Intro:                  Welcome to the Cookery by the Book podcast with Suzy Chase. She's just a home cook in New York City sitting at her dining room table talking to cookbook authors.

Anita Lo:                  Hi. My name is Anita Lo, and I am the author of Solo: A Modern Cookbook for a Party of One.

Suzy Chase:                  Eater named Solo the 2018 Cookbook of the Year. That is fantastic. Congratulations.

Anita Lo:                  Thank you so much.

Suzy Chase:                  "I've been dumped almost as many times as I've been in relationships, and I can count those on less than two hands." Most people wouldn't kick off a cookbook with such a personal confession. What does this book and dining alone mean to you?

Anita Lo:                  Well, I was hoping that it would make people feel less alone. I was hoping to try to remove some of the stigma around eating by yourself, because it is a fact of life, and cooking for yourself, for that matter. Yeah.

Suzy Chase:                  It is. I always feel funny about going to a restaurant alone, but then I think no one's looking at you, no one cares.

Anita Lo:                  Yeah, I mean especially in New York City, at least, and even when I'm traveling. I mean, a lot of times, you're traveling by yourself for work or whatever, and you have to eat alone. That's just a fact of life, so yeah. It could be funny. It's just there's a lot of comedy skits around eating by yourself. I think I remember watching SNL back in the early days, and there was some sort of skit about a lonely person coming to a restaurant and the hostess yelling out, "A party of one, a party of one," so that's why I included that in my book.

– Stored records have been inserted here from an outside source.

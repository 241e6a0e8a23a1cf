use std::time::Duration;

/// Maximum attempts to open the reader before giving up.
pub const CONNECT_MAX_TRIES: u32 = 10;

/// Number of polling periods per `poll_once` call.
pub const TIMES_TO_POLL: u8 = 20;

/// Delay between individual polling periods.
pub const PERIOD_BETWEEN_POLLS: Duration = Duration::from_millis(300);

/// Delay between poll loop ticks.
pub const PERIOD_BETWEEN_LOOPS: Duration = Duration::from_millis(300);

/// How long a card stays "present" after its last sighting.
pub const TIME_TO_FORGET_CARD: Duration = Duration::from_secs(5);

/// Minimum interval between fail sounds.
pub const FAIL_SOUND_COOLDOWN: Duration = Duration::from_secs(1);

/// Quiet period before a changed mappings file is reloaded.
pub const DB_RELOAD_QUIET_PERIOD: Duration = Duration::from_secs(1);

/// Backoff ladder for reconnecting to a lost reader, capped at the last step.
pub const RECONNECT_BACKOFF: [Duration; 4] = [
    Duration::from_secs(1),
    Duration::from_secs(2),
    Duration::from_secs(5),
    Duration::from_secs(10),
];

/// Maximum request size accepted on the control socket.
pub const SOCKET_READ_LIMIT: usize = 4096;

/// Interval between service-stopped checks in write mode.
pub const STOP_POLL_INTERVAL: Duration = Duration::from_millis(100);

/// Number of service-stopped checks before write mode gives up.
pub const STOP_POLL_TRIES: u32 = 15;

/// Well-known file names under the runtime directory.
pub const SOCKET_FILE: &str = "tapdeck.sock";
pub const PID_FILE: &str = "tapdeck.pid";
pub const LAUNCHER_DISABLED_FILE: &str = "launcher.disabled";
pub const LAST_SCAN_FILE: &str = "last_scan";
pub const SUCCESS_SOUND_FILE: &str = "success.wav";
pub const FAIL_SOUND_FILE: &str = "fail.wav";

/// Default locations.
pub const DEFAULT_RUNTIME_DIR: &str = "/tmp/tapdeck";
pub const DEFAULT_CONFIG_PATH: &str = "/etc/tapdeck/tapdeck.toml";
pub const DEFAULT_MAPPINGS_PATH: &str = "/etc/tapdeck/mappings.csv";
pub const DEFAULT_COMMAND_PIPE: &str = "/dev/host_cmd";

/// Directory enumerated when probing for a serial reader.
pub const SERIAL_BY_ID_DIR: &str = "/dev/serial/by-id";

/// Connection string prefix for PN532 readers on a UART.
pub const PN532_UART_PREFIX: &str = "pn532_uart:";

Suzy Chase:                  You say food is culture and identity. Where did you get the inspiration for these recipes?

Anita Lo:                  A lot of it's my travel. A lot of it is how I grew up, so it's just some of the stuff that I love to eat, so it ... yeah, that have become part of my identity.

Suzy Chase:                  You also like the meals to always be balanced. What does that really mean?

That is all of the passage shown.